Complete & adequate voice exam
Three part voice exam
Almost every type of physician-patient interaction begins with a history of the problem. The physician says, “Tell me what happened.” In laryngology, three things are accomplished simultaneously during the history. This history offers a great many clues about likely types of voice disorders based on when the hoarseness started, simultaneous events at the onset, the duration, the severity, changes with use and simultaneous breathing or swallowing problems. Secondly, the examiner gets to begin hearing the conversational voice for a period of time. Third, the patient highlights preconceived perceptions of her problem, which are also important for the physician to address later in the exam.

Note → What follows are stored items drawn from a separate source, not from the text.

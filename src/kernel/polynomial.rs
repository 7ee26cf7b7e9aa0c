//! Polynomial Kernel Implementation
//!
//! The polynomial kernel is defined as:
//! K(x, y) = (γ * <x, y> + r)^d
//!
//! Where:
//! - γ (gamma): scaling factor for the dot product
//! - r (coef0): independent term in the polynomial
//! - d (degree): degree of the polynomial
//!
//! The default configuration, `(<x, y> + 1)^2`, is the classic inhomogeneous
//! quadratic kernel.

use crate::kernel::linear::dot_product;
use crate::kernel::{Kernel, KernelType};

/// Default polynomial degree
pub const DEFAULT_POLYNOMIAL_DEGREE: u32 = 2;

/// Polynomial kernel with configurable degree, gamma, and coefficient
#[derive(Debug, Clone, PartialEq)]
pub struct PolynomialKernel {
    /// Scaling factor for the dot product (default: 1.0)
    pub gamma: f64,
    /// Independent term in the polynomial (default: 1.0)
    pub coef0: f64,
    /// Degree of the polynomial (default: 2)
    pub degree: u32,
}

impl PolynomialKernel {
    /// Creates a new polynomial kernel with the specified parameters
    ///
    /// # Arguments
    /// * `degree` - Degree of the polynomial (must be > 0)
    /// * `gamma` - Scaling factor for the dot product (must be > 0)
    /// * `coef0` - Independent term in the polynomial
    ///
    /// # Examples
    /// ```
    /// use smo_svm::kernel::PolynomialKernel;
    ///
    /// // Quadratic kernel: (x·y + 1)²
    /// let quad_kernel = PolynomialKernel::new(2, 1.0, 1.0);
    /// assert_eq!(quad_kernel.degree, 2);
    /// ```
    pub fn new(degree: u32, gamma: f64, coef0: f64) -> Self {
        assert!(degree > 0, "Polynomial degree must be positive");
        assert!(gamma > 0.0, "Gamma must be positive");

        Self {
            gamma,
            coef0,
            degree,
        }
    }

    /// Creates the inhomogeneous kernel `(<x,y> + 1)^degree`
    ///
    /// # Examples
    /// ```
    /// use smo_svm::kernel::PolynomialKernel;
    ///
    /// let kernel = PolynomialKernel::with_degree(3);
    /// assert_eq!(kernel.gamma, 1.0);
    /// assert_eq!(kernel.coef0, 1.0);
    /// ```
    pub fn with_degree(degree: u32) -> Self {
        Self::new(degree, 1.0, 1.0)
    }

    /// Creates a quadratic kernel: (γ * <x,y> + 1)²
    pub fn quadratic(gamma: f64) -> Self {
        Self::new(2, gamma, 1.0)
    }

    /// Creates a cubic kernel: (γ * <x,y> + 1)³
    pub fn cubic(gamma: f64) -> Self {
        Self::new(3, gamma, 1.0)
    }
}

impl Default for PolynomialKernel {
    fn default() -> Self {
        Self::with_degree(DEFAULT_POLYNOMIAL_DEGREE)
    }
}

impl Kernel for PolynomialKernel {
    fn compute(&self, x: &[f64], y: &[f64]) -> f64 {
        let base = self.gamma * dot_product(x, y) + self.coef0;
        // Integer degree, so a negative base is fine
        base.powi(self.degree as i32)
    }

    fn descriptor(&self) -> Option<KernelType> {
        Some(KernelType::Polynomial {
            degree: self.degree,
            gamma: self.gamma,
            coef0: self.coef0,
        })
    }
}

People who talk a lot will suffer from a different set of problems than people who are naturally quiet. People who lose their voice suddenly after yelling will have a different problem from those who lose it slowly over time.
The history is the first of a three part examination:
- Vocal capabilities testing,
- Visual exam.
A three part examination has the same value as navigation at sea by triangulation. With only one point of reference, the sailor will know only the bearing or direction toward something, and with two points of reference she might be able to narrow her location on the map to a few possibilities, but with three references, the sailor can be almost certain of her exact location. Likewise, when all three portions of the laryngeal exam point to the same problem, the physician can say with great assurance, “This is the likely diagnosis.”

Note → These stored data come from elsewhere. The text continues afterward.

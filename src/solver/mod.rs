//! SVM solver implementations
//!
//! This module implements Platt's Sequential Minimal Optimization (SMO)
//! algorithm from "Fast Training of Support Vector Machines using Sequential
//! Minimal Optimization".

pub mod permutation;
pub mod smo;
pub mod state;

pub use self::permutation::*;
pub use self::smo::*;
pub use self::state::*;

A medical history is fairly standardized across medical specialties. I use an intake form to collect details relevant to hoarseness before I visit with the patient.

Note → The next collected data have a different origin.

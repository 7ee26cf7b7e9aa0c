//! Core type definitions for SVM

use crate::core::{Dataset, Result, SVMError};

/// Prediction result containing label and decision value
#[derive(Debug, Clone, Copy, PartialEq)]
pub struct Prediction {
    /// Predicted class label (+1 or -1)
    pub label: f64,
    /// Raw decision function value
    pub decision_value: f64,
}

impl Prediction {
    /// Create a new prediction
    pub fn new(label: f64, decision_value: f64) -> Self {
        Self {
            label,
            decision_value,
        }
    }

    /// Build a prediction from a decision value, mapping `>= 0` to +1
    pub fn from_decision_value(decision_value: f64) -> Self {
        let label = if decision_value >= 0.0 { 1.0 } else { -1.0 };
        Self::new(label, decision_value)
    }

    /// Get confidence as absolute value of decision value
    pub fn confidence(&self) -> f64 {
        self.decision_value.abs()
    }
}

/// Dense, immutable set of labelled examples
///
/// Features are stored row-major, so `point(i)` is a contiguous slice of
/// length `dim()`. Every label is exactly +1.0 or -1.0.
#[derive(Clone, Debug, PartialEq)]
pub struct TrainingSet {
    dim: usize,
    features: Vec<f64>,
    labels: Vec<f64>,
}

impl TrainingSet {
    /// Build a training set from feature rows and labels
    ///
    /// Rejects empty input, ragged rows, zero-width rows, non-finite
    /// features and labels other than +1/-1.
    pub fn new(rows: Vec<Vec<f64>>, labels: Vec<f64>) -> Result<Self> {
        if rows.is_empty() {
            return Err(SVMError::EmptyDataset);
        }
        if rows.len() != labels.len() {
            return Err(SVMError::InvalidDataset(format!(
                "{} feature rows but {} labels",
                rows.len(),
                labels.len()
            )));
        }

        let dim = rows[0].len();
        if dim == 0 {
            return Err(SVMError::InvalidDataset(
                "Feature vectors must have at least one dimension".to_string(),
            ));
        }

        let mut features = Vec::with_capacity(rows.len() * dim);
        for (i, row) in rows.into_iter().enumerate() {
            if row.len() != dim {
                return Err(SVMError::DimensionMismatch {
                    expected: dim,
                    actual: row.len(),
                });
            }
            if let Some(value) = row.iter().find(|v| !v.is_finite()) {
                return Err(SVMError::InvalidDataset(format!(
                    "Example {i} has non-finite feature value {value}"
                )));
            }
            features.extend(row);
        }

        for &label in &labels {
            if label != 1.0 && label != -1.0 {
                return Err(SVMError::InvalidLabel(label));
            }
        }

        Ok(Self {
            dim,
            features,
            labels,
        })
    }

    /// Build a training set from `(features, label)` pairs
    pub fn from_pairs(pairs: Vec<(Vec<f64>, f64)>) -> Result<Self> {
        let (rows, labels) = pairs.into_iter().unzip();
        Self::new(rows, labels)
    }

    /// Labels as a slice
    pub fn label_slice(&self) -> &[f64] {
        &self.labels
    }

    /// Iterate over `(point, label)` pairs in index order
    pub fn iter(&self) -> impl Iterator<Item = (&[f64], f64)> + '_ {
        self.features
            .chunks_exact(self.dim)
            .zip(self.labels.iter().copied())
    }

    /// Number of positive and negative examples
    pub fn class_counts(&self) -> (usize, usize) {
        let positive = self.labels.iter().filter(|&&y| y > 0.0).count();
        (positive, self.labels.len() - positive)
    }
}

impl Dataset for TrainingSet {
    fn len(&self) -> usize {
        self.labels.len()
    }

    fn dim(&self) -> usize {
        self.dim
    }

    fn point(&self, i: usize) -> &[f64] {
        &self.features[i * self.dim..(i + 1) * self.dim]
    }

    fn label(&self, i: usize) -> f64 {
        self.labels[i]
    }

    fn labels(&self) -> Vec<f64> {
        self.labels.clone()
    }
}

/// Counters collected while the solver runs
#[derive(Debug, Clone, Default, PartialEq)]
pub struct SolverStats {
    /// Outer-loop passes (full or non-bound sweeps)
    pub passes: usize,
    /// Pair updates that were attempted past the `i1 == i2` check
    pub attempted_steps: usize,
    /// Pair updates that changed the model
    pub successful_steps: usize,
    /// Pair updates that had to compare endpoint objectives (eta <= 0)
    pub degenerate_steps: usize,
    /// Kernel cache hits
    pub cache_hits: u64,
    /// Kernel cache misses
    pub cache_misses: u64,
}

/// Result of optimization process
#[derive(Debug, Clone)]
pub struct OptimizationResult {
    /// Lagrange multipliers (alpha values), one per training example
    pub alpha: Vec<f64>,
    /// Threshold b; the decision function is `sum(alpha_i y_i K(x_i, x)) - b`
    pub b: f64,
    /// Weight vector `sum(alpha_i y_i x_i)`, only kept for linear kernels
    pub weights: Option<Vec<f64>>,
    /// Indices of support vectors (where alpha > 0)
    pub support_vectors: Vec<usize>,
    /// Number of outer-loop passes performed
    pub iterations: usize,
    /// Final dual objective value
    pub objective_value: f64,
    /// Solver counters
    pub stats: SolverStats,
}

/// Configuration for optimizer
#[derive(Debug, Clone, PartialEq)]
pub struct OptimizerConfig {
    /// Regularization parameter (upper bound for alpha)
    pub c: f64,
    /// Tolerance for KKT conditions
    pub epsilon: f64,
    /// Distance from 0 or C under which a multiplier is snapped onto the bound
    pub bound_epsilon: f64,
    /// Maximum number of outer-loop passes
    pub max_iterations: usize,
    /// Kernel cache size in bytes, 0 disables caching
    pub cache_size: usize,
    /// Seed for the working-set permutations, `None` seeds from the OS
    pub seed: Option<u64>,
}

impl Default for OptimizerConfig {
    fn default() -> Self {
        Self {
            c: 1.0,
            epsilon: 0.001,
            bound_epsilon: 1e-8,
            max_iterations: 10_000,
            cache_size: 0,
            seed: None,
        }
    }
}

impl OptimizerConfig {
    /// Check that the parameters describe a solvable problem
    pub fn validate(&self) -> Result<()> {
        if !(self.c.is_finite() && self.c > 0.0) {
            return Err(SVMError::InvalidParameter(format!(
                "C must be positive and finite, got: {}",
                self.c
            )));
        }
        if !(self.epsilon.is_finite() && self.epsilon > 0.0) {
            return Err(SVMError::InvalidParameter(format!(
                "Tolerance must be positive, got: {}",
                self.epsilon
            )));
        }
        if !(self.bound_epsilon >= 0.0 && self.bound_epsilon < self.c / 2.0) {
            return Err(SVMError::InvalidParameter(format!(
                "Bound epsilon must lie in [0, C/2), got: {}",
                self.bound_epsilon
            )));
        }
        if self.max_iterations == 0 {
            return Err(SVMError::InvalidParameter(
                "Maximum iterations must be at least 1".to_string(),
            ));
        }
        Ok(())
    }
}

#[cfg(test)]
mod tests {
    use super::*;

    fn toy_set() -> TrainingSet {
        TrainingSet::new(
            vec![vec![0.0, 0.0], vec![1.0, 0.0], vec![4.0, 4.0]],
            vec![-1.0, -1.0, 1.0],
        )
        .unwrap()
    }

    #[test]
    fn test_training_set_layout() {
        let set = toy_set();
        assert_eq!(set.len(), 3);
        assert_eq!(set.dim(), 2);
        assert_eq!(set.point(1), &[1.0, 0.0]);
        assert_eq!(set.point(2), &[4.0, 4.0]);
        assert_eq!(set.label(2), 1.0);
        assert_eq!(set.labels(), vec![-1.0, -1.0, 1.0]);
        assert_eq!(set.class_counts(), (1, 2));
    }

    #[test]
    fn test_training_set_iter() {
        let set = toy_set();
        let collected: Vec<_> = set.iter().collect();
        assert_eq!(collected.len(), 3);
        assert_eq!(collected[0], (&[0.0, 0.0][..], -1.0));
    }

    #[test]
    fn test_training_set_rejects_ragged_rows() {
        let result = TrainingSet::new(vec![vec![1.0, 2.0], vec![1.0]], vec![1.0, -1.0]);
        assert!(matches!(
            result,
            Err(SVMError::DimensionMismatch {
                expected: 2,
                actual: 1
            })
        ));
    }

    #[test]
    fn test_training_set_rejects_bad_labels() {
        let result = TrainingSet::new(vec![vec![1.0], vec![2.0]], vec![1.0, 0.5]);
        assert!(matches!(result, Err(SVMError::InvalidLabel(l)) if l == 0.5));
    }

    #[test]
    fn test_training_set_rejects_empty_and_zero_width() {
        assert!(matches!(
            TrainingSet::new(vec![], vec![]),
            Err(SVMError::EmptyDataset)
        ));
        assert!(matches!(
            TrainingSet::new(vec![vec![], vec![]], vec![1.0, -1.0]),
            Err(SVMError::InvalidDataset(_))
        ));
    }

    #[test]
    fn test_training_set_rejects_non_finite() {
        let result = TrainingSet::new(vec![vec![f64::NAN], vec![1.0]], vec![1.0, -1.0]);
        assert!(matches!(result, Err(SVMError::InvalidDataset(_))));
    }

    #[test]
    fn test_training_set_from_pairs() {
        let set = TrainingSet::from_pairs(vec![(vec![1.0], 1.0), (vec![-1.0], -1.0)]).unwrap();
        assert_eq!(set.len(), 2);
        assert_eq!(set.label_slice(), &[1.0, -1.0]);
    }

    #[test]
    fn test_prediction() {
        let pred = Prediction::new(1.0, 2.5);
        assert_eq!(pred.label, 1.0);
        assert_eq!(pred.decision_value, 2.5);
        assert_eq!(pred.confidence(), 2.5);

        let neg_pred = Prediction::from_decision_value(-1.8);
        assert_eq!(neg_pred.label, -1.0);
        assert_eq!(neg_pred.confidence(), 1.8);

        assert_eq!(Prediction::from_decision_value(0.0).label, 1.0);
    }

    #[test]
    fn test_optimizer_config_default() {
        let config = OptimizerConfig::default();
        assert_eq!(config.c, 1.0);
        assert_eq!(config.epsilon, 0.001);
        assert_eq!(config.bound_epsilon, 1e-8);
        assert_eq!(config.max_iterations, 10_000);
        assert_eq!(config.cache_size, 0);
        assert_eq!(config.seed, None);
        assert!(config.validate().is_ok());
    }

    #[test]
    fn test_optimizer_config_validation() {
        let mut config = OptimizerConfig::default();
        config.c = 0.0;
        assert!(matches!(config.validate(), Err(SVMError::InvalidParameter(_))));

        let mut config = OptimizerConfig::default();
        config.epsilon = -1.0;
        assert!(config.validate().is_err());

        let mut config = OptimizerConfig::default();
        config.bound_epsilon = 0.6;
        assert!(config.validate().is_err());

        let mut config = OptimizerConfig::default();
        config.max_iterations = 0;
        assert!(config.validate().is_err());
    }
}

During the office visit, I want my attention to be focused on hearing the patient’s story. I not only want the details about when, where and how the vocal impairment seemed to start, but I want to hear this story from the patient directly.
- The telling of the story gives me a sense of the patient’s priorities in terms of solving the problem.
- I am also actually hearing the problem as they use their voice to tell me the story.
- I get a sense of the patient’s preexisting biases that I may need to deal with.
One of the areas I find very useful is what the patient recalls from seeing each physician before me. Even if I have the actual physician’s notes of the prior appointment, I still want to hear what the patient recalls. I will then know if I need to address some preexisting bias.
For example, many times during a history a patient tells me that he is hoarse because of GERD. He just has not improved on treatment directed at GERD, so he believes he just hasn’t had sufficient treatment. Even if I don’t believe GERD has anything to do with his hoarseness, at the end of my exam I need to not only tell the patient about my recommended treatment, but I also need to address his belief in GERD as a cause of his problem.
It is helpful to have a standardized intake form so that potential important information is not missed. I assess talkativeness, loudness and work vocal use, three areas that may not be in a typical otolaryngology intake form.
Physical examination form
This is a guide for areas I typically attend to during an examination.
Vocal committments refer to how much time the individual devotes to singing.
ENT exam is a general overview of the head and neck region.
Laryngeal Acoustic Testing - Vocal Capabilities
I elicit a battery of vocal tasks and record them. These are described in a subsequent chapter on Vocal Capabilitie. Usually I will have a focused differential diagnosis after this point in the exam.
Endoscopy & stroboscopy
I use the information obtained in the history and during the vocal capabilities assessment to focus my endoscopy on the likely area of vocal pathology.
In a subsequent chapter, I discuss options for endoscopically examining vocal cord structure and function.
This three-part exam leads to confident diagnosis.